The ubiquitous yard sign. The election explained by a creative director.

I’m sure you’ve never been influenced by a political yard sign. Never. I mean, there’s nothing to them but Clinton/Kaine or Trump/Pence. I suppose some of them may say “I’m with her” or “MAGA.” But there’s no real message there right? Just names.

But according to what we know in the advertising and sales world, simple signs like these help drive identity and identity is one of the biggest drivers to brand support and usage. People do or don’t want to be the kinda hard working guy who drives Ford pickup truck. Or an outdoorsy type who wears Patagonia.
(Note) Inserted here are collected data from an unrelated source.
//! TCP stream handling for the SMTP dispatcher.
//!
//! [`SmtpStream`] is the seam between the transaction logic in
//! [`super::Mailer`] and the network, so the transaction can be tested
//! against a scripted stream.

use std::sync::Arc;
use std::time::Duration;

use async_trait::async_trait;
use rustls::pki_types::ServerName;
use tokio::io::{AsyncBufReadExt, AsyncWrite, AsyncWriteExt, BufReader};
use tokio::net::TcpStream;
use tokio::time::timeout;

use crate::error::DispatchError;
use crate::smtp::protocol::Reply;

/// Byte-level SMTP stream operations.
#[async_trait]
pub trait SmtpStream: Send {
    /// Reads one (possibly multiline) reply.
    async fn read_reply(&mut self) -> Result<Reply, DispatchError>;

    /// Writes a single line followed by CRLF.
    async fn write_line(&mut self, line: &str) -> Result<(), DispatchError>;

    /// Writes raw bytes (the DATA payload).
    async fn write_raw(&mut self, data: &[u8]) -> Result<(), DispatchError>;

    /// Upgrades the connection to TLS via STARTTLS.
    async fn upgrade_tls(&mut self, host: &str) -> Result<(), DispatchError>;

    /// True once TLS is established.
    fn is_tls(&self) -> bool;

    /// Shuts the connection down. Safe to call more than once.
    async fn close(&mut self) -> Result<(), DispatchError>;
}

enum StreamState {
    Plain(BufReader<TcpStream>),
    Tls(BufReader<tokio_rustls::client::TlsStream<TcpStream>>),
    /// Placeholder while the plain stream is being handed to the TLS
    /// connector, and the terminal state after close.
    Detached,
}

/// A real TCP connection with optional STARTTLS upgrade.
pub struct TcpSmtpStream {
    stream: StreamState,
    command_timeout: Duration,
}

impl TcpSmtpStream {
    /// Connects to `address` ("host:port") with the given timeouts.
    pub async fn connect(
        address: &str,
        connect_timeout: Duration,
        command_timeout: Duration,
    ) -> Result<Self, DispatchError> {
        let stream = timeout(connect_timeout, TcpStream::connect(address))
            .await
            .map_err(|_| DispatchError::Timeout(format!("connect to {address} timed out")))??;

        stream.set_nodelay(true).ok();

        Ok(Self {
            stream: StreamState::Plain(BufReader::new(stream)),
            command_timeout,
        })
    }

    async fn read_reply_from<R: AsyncBufReadExt + Unpin>(
        reader: &mut R,
        command_timeout: Duration,
    ) -> Result<Reply, DispatchError> {
        let mut raw = Vec::new();

        loop {
            let mut line = String::new();
            let n = timeout(command_timeout, reader.read_line(&mut line))
                .await
                .map_err(|_| DispatchError::Timeout("read timed out".to_string()))?
                .map_err(|e| DispatchError::Protocol(format!("read error: {e}")))?;

            if n == 0 {
                return Err(DispatchError::Connection(
                    "server closed the connection".to_string(),
                ));
            }

            let line = line.trim_end().to_string();
            let continuation = line.len() >= 4 && line.as_bytes()[3] == b'-';
            raw.push(line);

            if !continuation {
                break;
            }
        }

        let reply = Reply::parse(&raw)?;
        tracing::trace!(code = reply.code, "smtp reply");
        Ok(reply)
    }

    async fn write_to<W: AsyncWrite + Unpin>(
        writer: &mut W,
        data: &[u8],
        command_timeout: Duration,
    ) -> Result<(), DispatchError> {
        timeout(command_timeout, writer.write_all(data))
            .await
            .map_err(|_| DispatchError::Timeout("write timed out".to_string()))??;
        timeout(command_timeout, writer.flush())
            .await
            .map_err(|_| DispatchError::Timeout("flush timed out".to_string()))??;
        Ok(())
    }
}

#[async_trait]
impl SmtpStream for TcpSmtpStream {
    async fn read_reply(&mut self) -> Result<Reply, DispatchError> {
        match &mut self.stream {
            StreamState::Plain(reader) => {
                Self::read_reply_from(reader, self.command_timeout).await
            }
            StreamState::Tls(reader) => Self::read_reply_from(reader, self.command_timeout).await,
            StreamState::Detached => {
                Err(DispatchError::Connection("stream is closed".to_string()))
            }
        }
    }

    async fn write_line(&mut self, line: &str) -> Result<(), DispatchError> {
        let data = format!("{line}\r\n");
        self.write_raw(data.as_bytes()).await
    }

    async fn write_raw(&mut self, data: &[u8]) -> Result<(), DispatchError> {
        match &mut self.stream {
            StreamState::Plain(reader) => {
                Self::write_to(reader.get_mut(), data, self.command_timeout).await
            }
            StreamState::Tls(reader) => {
                Self::write_to(reader.get_mut(), data, self.command_timeout).await
            }
            StreamState::Detached => {
                Err(DispatchError::Connection("stream is closed".to_string()))
            }
        }
    }

    async fn upgrade_tls(&mut self, host: &str) -> Result<(), DispatchError> {
        if self.is_tls() {
            return Ok(());
        }

        let mut root_store = rustls::RootCertStore::empty();
        root_store.extend(webpki_roots::TLS_SERVER_ROOTS.iter().cloned());

        let tls_config = rustls::ClientConfig::builder()
            .with_root_certificates(root_store)
            .with_no_client_auth();

        let connector = tokio_rustls::TlsConnector::from(Arc::new(tls_config));
        let server_name = ServerName::try_from(host.to_string())
            .map_err(|_| DispatchError::Tls(format!("invalid server name: {host}")))?;

        let tcp = match std::mem::replace(&mut self.stream, StreamState::Detached) {
            StreamState::Plain(reader) => reader.into_inner(),
            other => {
                self.stream = other;
                return Err(DispatchError::Tls("stream not in plain state".to_string()));
            }
        };

        let tls_stream = timeout(Duration::from_secs(30), connector.connect(server_name, tcp))
            .await
            .map_err(|_| DispatchError::Timeout("TLS handshake timed out".to_string()))?
            .map_err(|e| DispatchError::Tls(format!("TLS handshake failed: {e}")))?;

        self.stream = StreamState::Tls(BufReader::new(tls_stream));
        Ok(())
    }

    fn is_tls(&self) -> bool {
        matches!(self.stream, StreamState::Tls(_))
    }

    async fn close(&mut self) -> Result<(), DispatchError> {
        match std::mem::replace(&mut self.stream, StreamState::Detached) {
            StreamState::Plain(reader) => {
                let mut stream = reader.into_inner();
                let _ = stream.shutdown().await;
            }
            StreamState::Tls(reader) => {
                let mut stream = reader.into_inner();
                let _ = stream.shutdown().await;
            }
            StreamState::Detached => {}
        }
        Ok(())
    }
}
Ever see those stickers on the back of cars that say Oakley? Or maybe Yetti? Or have the name of some fancy vacation spot spelled out like it’s an airport code or a European license plate? These people are saying I’m part of a group who enjoys these things. Upon seeing these signs most people subconsciously either think they want nothing to do with the group (think Calvin peeing) or they think they’d like know more.

Additionally, people feel safer making choices that others already have. This is why so many brands chase “early adopters” to help gain acceptance in the market. A yard sign signals to others that it’s safe to jump on board.

Yard signs and bumper stickers have the added benefit of creating a sort of pledge. A person who puts a Hillary Clinton yard sign up in their yard is extremely likely to pull the lever for her no matter what will be reported about her email server in the next 60 days. As well, a Trump yard sign owner isn’t going to be convinced that the Donald is undercover member of the KKK. They’ve invested their identity in the matter and no amount of cognitive dissonance is going to make them yank that yard sign.

In advertising, a brand that receives this type of fealty is referred to a cult brand. Brands like Apple and Harley Davidson are prime examples. Ever try and convince a Harley owner that a japanese bike is cheaper, more efficient and better for the environment? Or that an Apple owner that a Mac is overpriced and underpowered compared to a PC? Logic has nothing to do with it. And I say that as someone who hasn’t owned a PC since college.

Most people make decisions about the products they buy based more on how the choices make them feel about themselves than any real logic. After all, if pulling a lever Donald makes you feel like a racist, that’s way more powerful than logically believing you might help the middle class receive a tax break.